Para o relator, senador Marcelo
Castro (MDB-PI), a proposta permitirá às mulheres o acesso à mamografia, à
citopatologia e à colonoscopia em tempo hábil para prevenir o surgimento desse
tipo de doenças.
“A prevenção, o diagnóstico e o
tratamento precoces dessas doenças ajudam a evitar ou minimizar os impactos
devastadores que tais patologias podem causar na vida das mulheres e de suas
famílias, ao mesmo tempo em que geram economia de recursos para o SUS, ao
evitar tratamentos mais longos e complexos, além de mais inefetivos”,
justificou o congressista.
Castro defendeu ainda a inclusão
do câncer colorretal no projeto, ao ser analisado pela Câmara dos Deputados.

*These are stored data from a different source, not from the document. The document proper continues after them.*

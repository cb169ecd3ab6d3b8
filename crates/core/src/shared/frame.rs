use image::imageops::{self, FilterType};
use image::RgbImage;
use ndarray::{ArrayView3, ShapeError};

use crate::shared::bounding_box::BoundingBox;

/// Bytes per pixel; frames are always packed RGB.
pub const CHANNELS: usize = 3;

/// A camera frame or decoded image: packed RGB bytes in row-major order.
///
/// `index` is the capture sequence number. Derived frames (crops, scaled
/// copies) keep the index of the frame they came from.
#[derive(Clone, Debug)]
pub struct Frame {
    data: Vec<u8>,
    width: u32,
    height: u32,
    index: usize,
}

impl Frame {
    pub fn new(data: Vec<u8>, width: u32, height: u32, index: usize) -> Self {
        debug_assert_eq!(
            data.len(),
            (width as usize) * (height as usize) * CHANNELS,
            "data length must equal width * height * 3"
        );
        Self {
            data,
            width,
            height,
            index,
        }
    }

    pub fn from_image(image: RgbImage, index: usize) -> Self {
        let (width, height) = image.dimensions();
        Self::new(image.into_raw(), width, height, index)
    }

    pub fn to_image(&self) -> Option<RgbImage> {
        RgbImage::from_raw(self.width, self.height, self.data.clone())
    }

    pub fn data(&self) -> &[u8] {
        &self.data
    }

    pub fn width(&self) -> u32 {
        self.width
    }

    pub fn height(&self) -> u32 {
        self.height
    }

    pub fn index(&self) -> usize {
        self.index
    }

    /// `[height, width, channel]` view over the pixel buffer.
    pub fn as_ndarray(&self) -> Result<ArrayView3<'_, u8>, ShapeError> {
        ArrayView3::from_shape(
            (self.height as usize, self.width as usize, CHANNELS),
            &self.data,
        )
    }

    /// Resized copy; both sides are multiplied by `factor` (at least 1px).
    pub fn scaled(&self, factor: f64) -> Frame {
        if (factor - 1.0).abs() < f64::EPSILON {
            return self.clone();
        }
        let w = ((self.width as f64 * factor).round() as u32).max(1);
        let h = ((self.height as f64 * factor).round() as u32).max(1);
        match self.to_image() {
            Some(img) => Frame::from_image(imageops::resize(&img, w, h, FilterType::Triangle), self.index),
            None => self.clone(),
        }
    }

    /// Copies the pixels inside `bbox` after clamping it to the frame.
    pub fn crop(&self, bbox: &BoundingBox) -> Option<Frame> {
        let area = bbox.clamp_to(self.width, self.height)?;
        let stride = self.width as usize * CHANNELS;
        let row_len = area.width() as usize * CHANNELS;

        let mut data = Vec::with_capacity(row_len * area.height() as usize);
        for y in area.top..area.bottom {
            let start = y as usize * stride + area.left as usize * CHANNELS;
            data.extend_from_slice(&self.data[start..start + row_len]);
        }
        Some(Frame::new(
            data,
            area.width() as u32,
            area.height() as u32,
            self.index,
        ))
    }
}

#[cfg(test)]
mod tests {
    use super::*;

    /// 4x2 frame where each pixel's red channel encodes `y * 10 + x`.
    fn gradient_frame() -> Frame {
        let mut data = Vec::new();
        for y in 0..2u8 {
            for x in 0..4u8 {
                data.extend_from_slice(&[y * 10 + x, 0, 0]);
            }
        }
        Frame::new(data, 4, 2, 7)
    }

    #[test]
    fn test_accessors() {
        let frame = gradient_frame();
        assert_eq!(frame.width(), 4);
        assert_eq!(frame.height(), 2);
        assert_eq!(frame.index(), 7);
        assert_eq!(frame.data().len(), 24);
    }

    #[test]
    #[should_panic(expected = "data length must equal width * height * 3")]
    fn test_mismatched_data_length_panics_in_debug() {
        Frame::new(vec![0u8; 10], 2, 2, 0);
    }

    #[test]
    fn test_as_ndarray_is_row_major() {
        let frame = gradient_frame();
        let arr = frame.as_ndarray().unwrap();
        assert_eq!(arr.shape(), &[2, 4, 3]);
        assert_eq!(arr[[1, 2, 0]], 12);
    }

    #[test]
    fn test_crop_copies_region() {
        let frame = gradient_frame();
        let crop = frame.crop(&BoundingBox::new(1, 3, 2, 1)).unwrap();
        assert_eq!(crop.width(), 2);
        assert_eq!(crop.height(), 1);
        assert_eq!(crop.data()[0], 11);
        assert_eq!(crop.data()[3], 12);
        assert_eq!(crop.index(), 7);
    }

    #[test]
    fn test_crop_clamps_to_frame() {
        let frame = gradient_frame();
        let crop = frame.crop(&BoundingBox::new(-5, 100, 100, 2)).unwrap();
        assert_eq!(crop.width(), 2);
        assert_eq!(crop.height(), 2);
    }

    #[test]
    fn test_crop_outside_frame_is_none() {
        let frame = gradient_frame();
        assert!(frame.crop(&BoundingBox::new(10, 20, 20, 10)).is_none());
    }

    #[test]
    fn test_scaled_quarter() {
        let frame = Frame::new(vec![200u8; 40 * 20 * 3], 40, 20, 3);
        let small = frame.scaled(0.25);
        assert_eq!(small.width(), 10);
        assert_eq!(small.height(), 5);
        assert_eq!(small.index(), 3);
        assert_eq!(small.data()[0], 200);
    }

    #[test]
    fn test_scaled_identity_is_clone() {
        let frame = gradient_frame();
        let same = frame.scaled(1.0);
        assert_eq!(same.data(), frame.data());
    }

    #[test]
    fn test_image_conversion_keeps_pixels() {
        let frame = gradient_frame();
        let img = frame.to_image().unwrap();
        assert_eq!(img.get_pixel(3, 1).0, [13, 0, 0]);
        let back = Frame::from_image(img, 9);
        assert_eq!(back.data(), frame.data());
        assert_eq!(back.index(), 9);
    }
}
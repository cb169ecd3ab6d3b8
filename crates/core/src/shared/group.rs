use std::cmp::Ordering;
use std::collections::HashSet;
use std::fmt;
use std::sync::Arc;

use thiserror::Error;

use crate::shared::constants::DEFAULT_GROUPS;

/// One of the fixed classification categories.
///
/// Groups order by their position in the [`GroupCatalog`]. That order is
/// the tie-break everywhere a vote between groups is counted.
#[derive(Clone, Debug, PartialEq, Eq, Hash)]
pub struct Group {
    rank: usize,
    name: Arc<str>,
}

impl Group {
    pub fn rank(&self) -> usize {
        self.rank
    }

    pub fn name(&self) -> &str {
        &self.name
    }

    /// `"science"` → `"Science"`.
    pub fn title(&self) -> String {
        let mut chars = self.name.chars();
        match chars.next() {
            Some(first) => first.to_uppercase().chain(chars).collect(),
            None => String::new(),
        }
    }

    /// `"science"` → `"SCIENCE"`.
    pub fn banner(&self) -> String {
        self.name.to_uppercase()
    }
}

impl Ord for Group {
    fn cmp(&self, other: &Self) -> Ordering {
        self.rank
            .cmp(&other.rank)
            .then_with(|| self.name.cmp(&other.name))
    }
}

impl PartialOrd for Group {
    fn partial_cmp(&self, other: &Self) -> Option<Ordering> {
        Some(self.cmp(other))
    }
}

impl fmt::Display for Group {
    fn fmt(&self, f: &mut fmt::Formatter<'_>) -> fmt::Result {
        f.write_str(&self.name)
    }
}

#[derive(Error, Debug, PartialEq)]
pub enum GroupCatalogError {
    #[error("at least one group is required")]
    Empty,
    #[error("group names must not be blank")]
    Blank,
    #[error("group '{0}' is listed more than once")]
    Duplicate(String),
}

/// The ordered, immutable set of groups known to the program.
#[derive(Clone, Debug)]
pub struct GroupCatalog {
    groups: Vec<Group>,
}

impl GroupCatalog {
    pub fn new<I, S>(names: I) -> Result<Self, GroupCatalogError>
    where
        I: IntoIterator<Item = S>,
        S: AsRef<str>,
    {
        let mut seen = HashSet::new();
        let mut groups = Vec::new();
        for (rank, name) in names.into_iter().enumerate() {
            let name = name.as_ref().trim();
            if name.is_empty() {
                return Err(GroupCatalogError::Blank);
            }
            if !seen.insert(name.to_string()) {
                return Err(GroupCatalogError::Duplicate(name.to_string()));
            }
            groups.push(Group {
                rank,
                name: Arc::from(name),
            });
        }
        if groups.is_empty() {
            return Err(GroupCatalogError::Empty);
        }
        Ok(Self { groups })
    }

    pub fn iter(&self) -> std::slice::Iter<'_, Group> {
        self.groups.iter()
    }

    pub fn len(&self) -> usize {
        self.groups.len()
    }

    pub fn is_empty(&self) -> bool {
        self.groups.is_empty()
    }

    pub fn get(&self, name: &str) -> Option<&Group> {
        self.groups.iter().find(|g| g.name() == name)
    }

    pub fn names(&self) -> Vec<&str> {
        self.groups.iter().map(Group::name).collect()
    }
}

impl Default for GroupCatalog {
    fn default() -> Self {
        Self {
            groups: DEFAULT_GROUPS
                .iter()
                .enumerate()
                .map(|(rank, name)| Group {
                    rank,
                    name: Arc::from(*name),
                })
                .collect(),
        }
    }
}

impl<'a> IntoIterator for &'a GroupCatalog {
    type Item = &'a Group;
    type IntoIter = std::slice::Iter<'a, Group>;

    fn into_iter(self) -> Self::IntoIter {
        self.iter()
    }
}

Segundo o parlamentar, esse tipo de câncer apresenta grande incidência na
população feminina, especialmente nas regiões Sudeste e Sul. De acordo com o
Instituto Nacional de Câncer (INCA), ele ocupa o segundo lugar em termos de
incidência entre as mulheres.
“Além de incluir a atenção ao
câncer colorretal entre as ações previstas pela lei, o projeto emendado pela
Câmara dos Deputados promove outras alterações relevantes, como a garantia de
acesso à colonoscopia e a eliminação de referências etárias e ao início da
atividade sexual como marcos a serem observados para fins de assegurar,
respectivamente, o acesso aos exames mamográfico e citopatológico”, explicou o
relator.
O texto estabelece ainda o início
da puberdade como o critério a ser considerado para fins de acesso aos exames
diagnósticos dos cânceres de que trata a lei.